## Exercise details
Every line in the records below that holds "Some" must be identified and copied.

## Data items
+ + +

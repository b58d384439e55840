use serde_json::Value;

use super::format_scalar;

/// Headline figure per command, in priority order.
const PRIORITY_KEYS: [&str; 6] = [
    "total",
    "net_salary",
    "vat_payable",
    "annual_charge",
    "total_depreciation",
    "jurisdiction",
];

/// Print just the headline answer from the output.
///
/// Nested totals (invoice `taxes`, payroll-run `totals`) are searched after
/// the top-level fields. A VAT return in credit prints the credit instead.
pub fn print_minimal(value: &Value) {
    let result = value
        .as_object()
        .and_then(|m| m.get("result"))
        .unwrap_or(value);

    if let Some(Value::String(position)) = result.get("position") {
        if position == "CREDIT" {
            if let Some(credit) = result.get("vat_credit") {
                println!("credit {}", format_scalar(credit));
                return;
            }
        }
    }

    let nested = ["taxes", "totals"]
        .iter()
        .filter_map(|k| result.get(*k))
        .collect::<Vec<_>>();

    for candidate in std::iter::once(result).chain(nested) {
        if let Value::Object(map) = candidate {
            for key in &PRIORITY_KEYS {
                if let Some(val) = map.get(*key) {
                    if !val.is_null() {
                        println!("{}", format_scalar(val));
                        return;
                    }
                }
            }
        }
    }

    match result {
        Value::Object(map) => match map.iter().next() {
            Some((key, val)) => println!("{}: {}", key, format_scalar(val)),
            None => println!("{{}}"),
        },
        other => println!("{}", format_scalar(other)),
    }
}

+ + +

## Response
    if let Some(Value::String(position)) = result.get("position") {
            if let Some(credit) = result.get("vat_credit") {
                if let Some(val) = map.get(*key) {
            Some((key, val)) => println!("{}: {}", key, format_scalar(val)),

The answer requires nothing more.